I've diagnosed a slipping stabiliser trim system to a worn front crank handle pulley, by noticing it slipping when even slight additional pressure is applied by fingertips to the trim cable. I added some friction tape to the pulley which immediately cured the problem and then ordered the replacement pulley from Univair.

I've added external access to the back of the pulley crank by a new inspection hole and slackened off the trim tension as much as I dare, by adjusting the rear horizontal tension adjusting bolt to the end of its travel

I've looked at the 4 existing threads on this topic which have been useful, but I still have 2 removal/replacement questions please:

I can see the locking pin in the (fiber) pulley as in the attached photograph.
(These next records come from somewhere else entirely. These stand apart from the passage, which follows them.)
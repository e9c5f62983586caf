//! The advertiser manager: one [`InterfaceAdvertiser`] per interface socket,
//! a shared view of the registered services, and the conflict rename policy.
//!
//! The manager is the owner-facing aggregation point: registration success
//! is reported once (for the first interface whose probe succeeds), and a
//! name conflict on any interface renames the service everywhere and
//! restarts its probing.

use core::net::{IpAddr, SocketAddr};

use std::collections::{HashMap, HashSet};

use embassy_time::Instant;

use log::{info, warn};

use crate::advertiser::{AdvertiserCallback, InterfaceAdvertiser, OutgoingPacket};
use crate::record::DnsPacket;
use crate::repository::RepositoryError;
use crate::service::ServiceInfo;
use crate::{AdvertiserConfig, ServiceId, Token};

/// Aggregated notifications of the whole advertiser set.
pub trait ManagerCallback {
    /// The service won its name on the first interface; it is now being
    /// announced. Reported once per registration.
    fn on_register_service_succeeded(&mut self, service_id: ServiceId);

    /// A conflict forced a new instance name; probing restarts everywhere
    /// under the new name.
    fn on_service_renamed(&mut self, service_id: ServiceId, instance_name: &str);
}

/// One packet to send, tagged with the interface it belongs to.
pub type InterfacePacket = (Token, OutgoingPacket);

#[derive(Default)]
struct Collected {
    succeeded: Vec<ServiceId>,
    conflicts: Vec<(ServiceId, bool)>,
}

impl AdvertiserCallback for Collected {
    fn on_register_service_succeeded(&mut self, service_id: ServiceId) {
        self.succeeded.push(service_id);
    }

    fn on_service_conflict(&mut self, service_id: ServiceId, during_probing: bool) {
        self.conflicts.push((service_id, during_probing));
    }

    fn on_all_services_removed(&mut self) {}
}

/// The per-service set of interface advertisers.
pub struct AdvertiserManager {
    config: AdvertiserConfig,
    rand: fn(&mut [u8]),
    advertisers: HashMap<Token, InterfaceAdvertiser>,
    services: HashMap<ServiceId, ServiceInfo>,
    succeeded: HashSet<ServiceId>,
}

impl AdvertiserManager {
    pub fn new(config: AdvertiserConfig, rand: fn(&mut [u8])) -> Self {
        Self {
            config,
            rand,
            advertisers: HashMap::new(),
            services: HashMap::new(),
            succeeded: HashSet::new(),
        }
    }

    pub fn interface_count(&self) -> usize {
        self.advertisers.len()
    }

    pub fn service_info(&self, id: ServiceId) -> Option<&ServiceInfo> {
        self.services.get(&id)
    }

    pub fn advertiser(&self, interface: Token) -> Option<&InterfaceAdvertiser> {
        self.advertisers.get(&interface)
    }

    /// Brings a new interface under management. Every registered service
    /// starts probing on it right away.
    pub fn add_interface(
        &mut self,
        interface: Token,
        addresses: &[IpAddr],
        now: Instant,
    ) -> Result<(), RepositoryError> {
        if self.advertisers.contains_key(&interface) {
            return Err(RepositoryError::DuplicateId);
        }

        let mut advertiser = InterfaceAdvertiser::new(self.config.clone(), self.rand)?;
        advertiser.update_addresses(addresses)?;

        for (id, info) in &self.services {
            if let Err(err) = advertiser.add_service(*id, info.clone(), now) {
                warn!("Cannot advertise service {id} on new interface: {err}");
            }
        }

        self.advertisers.insert(interface, advertiser);

        Ok(())
    }

    /// Tears an interface down, returning the goodbye packets that should
    /// still go out on it before its socket closes.
    pub fn remove_interface(&mut self, interface: Token) -> Vec<OutgoingPacket> {
        match self.advertisers.remove(&interface) {
            Some(mut advertiser) => advertiser.destroy(),
            None => Vec::new(),
        }
    }

    /// Replaces the address set of one interface and re-announces the
    /// published services with the new address records.
    pub fn update_interface_addresses(
        &mut self,
        interface: Token,
        addresses: &[IpAddr],
        now: Instant,
    ) -> Result<(), RepositoryError> {
        let advertiser = self
            .advertisers
            .get_mut(&interface)
            .ok_or(RepositoryError::UnknownId)?;

        advertiser.update_addresses(addresses)?;
        advertiser.restart_announcing(now);

        Ok(())
    }

    /// Registers a service on every managed interface.
    pub fn add_service(
        &mut self,
        id: ServiceId,
        info: ServiceInfo,
        now: Instant,
    ) -> Result<(), RepositoryError> {
        if self.services.contains_key(&id) {
            return Err(RepositoryError::DuplicateId);
        }

        if self
            .services
            .values()
            .any(|other| other.same_instance_name(info.instance_name()))
        {
            return Err(RepositoryError::NameConflict);
        }

        for advertiser in self.advertisers.values_mut() {
            if let Err(err) = advertiser.add_service(id, info.clone(), now) {
                warn!("Cannot advertise service {id}: {err}");
            }
        }

        info!(
            "Registered service {id} ({})",
            info.instance_name()
        );
        self.services.insert(id, info);

        Ok(())
    }

    /// Removes a service from every interface; published instances exit
    /// with a goodbye.
    pub fn remove_service(&mut self, id: ServiceId, now: Instant) {
        let mut collected = Collected::default();

        for advertiser in self.advertisers.values_mut() {
            advertiser.remove_service(id, now, &mut collected);
        }

        self.services.remove(&id);
        self.succeeded.remove(&id);
    }

    /// Replaces the subtype set of a service on every interface.
    pub fn update_service(
        &mut self,
        id: ServiceId,
        subtypes: Vec<String>,
    ) -> Result<(), RepositoryError> {
        let info = self
            .services
            .get(&id)
            .ok_or(RepositoryError::UnknownId)?
            .clone()
            .with_subtypes(subtypes.clone())
            .map_err(|_| RepositoryError::Name(crate::MdnsError::InvalidName))?;

        for advertiser in self.advertisers.values_mut() {
            if let Err(err) = advertiser.update_service(id, subtypes.clone()) {
                warn!("Cannot update service {id}: {err}");
            }
        }

        self.services.insert(id, info);

        Ok(())
    }

    /// The earliest timer deadline across all interfaces.
    pub fn next_deadline(&self) -> Option<Instant> {
        self.advertisers
            .values()
            .filter_map(InterfaceAdvertiser::next_deadline)
            .min()
    }

    /// Drives every interface advertiser and returns the packets to send,
    /// tagged with their interface.
    pub fn advance(
        &mut self,
        now: Instant,
        callback: &mut impl ManagerCallback,
    ) -> Vec<InterfacePacket> {
        let mut collected = Collected::default();
        let mut packets = Vec::new();

        for (interface, advertiser) in &mut self.advertisers {
            for packet in advertiser.advance(now, &mut collected) {
                packets.push((*interface, packet));
            }
        }

        self.process(collected, now, callback);

        packets
    }

    /// Feeds a packet received on one interface into its advertiser.
    pub fn handle_packet(
        &mut self,
        interface: Token,
        incoming: &DnsPacket,
        src: SocketAddr,
        now: Instant,
        callback: &mut impl ManagerCallback,
    ) -> Vec<InterfacePacket> {
        let mut collected = Collected::default();
        let mut packets = Vec::new();

        if let Some(advertiser) = self.advertisers.get_mut(&interface) {
            for packet in advertiser.handle_packet(incoming, src, &mut collected) {
                packets.push((interface, packet));
            }
        }

        self.process(collected, now, callback);

        packets
    }

    fn process(&mut self, collected: Collected, now: Instant, callback: &mut impl ManagerCallback) {
        for id in collected.succeeded {
            if self.succeeded.insert(id) {
                callback.on_register_service_succeeded(id);
            }
        }

        let mut renamed = HashSet::new();
        for (id, _during_probing) in collected.conflicts {
            if !renamed.insert(id) {
                continue;
            }

            self.rename_for_conflict(id, now, callback);
        }
    }

    /// Picks the next free `"Name (n)"` candidate and restarts probing for
    /// the service under it on every interface.
    fn rename_for_conflict(
        &mut self,
        id: ServiceId,
        now: Instant,
        callback: &mut impl ManagerCallback,
    ) {
        let Some(info) = self.services.get(&id) else {
            return;
        };

        let mut candidate = next_instance_name(info.instance_name());
        while self
            .services
            .values()
            .any(|other| other.same_instance_name(&candidate))
        {
            candidate = next_instance_name(&candidate);
        }

        let renamed = match info.renamed(&candidate) {
            Ok(renamed) => renamed,
            Err(err) => {
                warn!("Cannot rename conflicting service {id}: {err}");
                return;
            }
        };

        info!(
            "Renaming conflicting service {id} to \"{candidate}\""
        );

        for advertiser in self.advertisers.values_mut() {
            if let Err(err) = advertiser.rename_service(id, renamed.clone(), now) {
                warn!("Cannot rename service {id} on an interface: {err}");
            }
        }

        self.services.insert(id, renamed);
        callback.on_service_renamed(id, &candidate);
    }
}

/// `"Name"` becomes `"Name (2)"`; an existing counter suffix is bumped, so
/// `"Name (2)"` becomes `"Name (3)"`.
fn next_instance_name(name: &str) -> String {
    if let Some(stripped) = name.strip_suffix(')') {
        if let Some((base, counter)) = stripped.rsplit_once(" (") {
            if let Ok(counter) = counter.parse::<u32>() {
                return format!("{} ({})", base, counter + 1);
            }
        }
    }

    format!("{} (2)", name)
}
The pin doesn't SEEM to be ended, but gently tapping with a hammer and drift from the less exposed pin end produced no movement. From looking at the photograph last night, MAYBE the easier "ramp" in the pulley groove is at the least exposed end and maybe I should tap from the other, more exposed pin end? Is it necessary to "help" the pin coming out by further grinding the pin ramp? Is there a better way to remove than tapping? In short, what is the best way to get the pin out of a fiber pulley :)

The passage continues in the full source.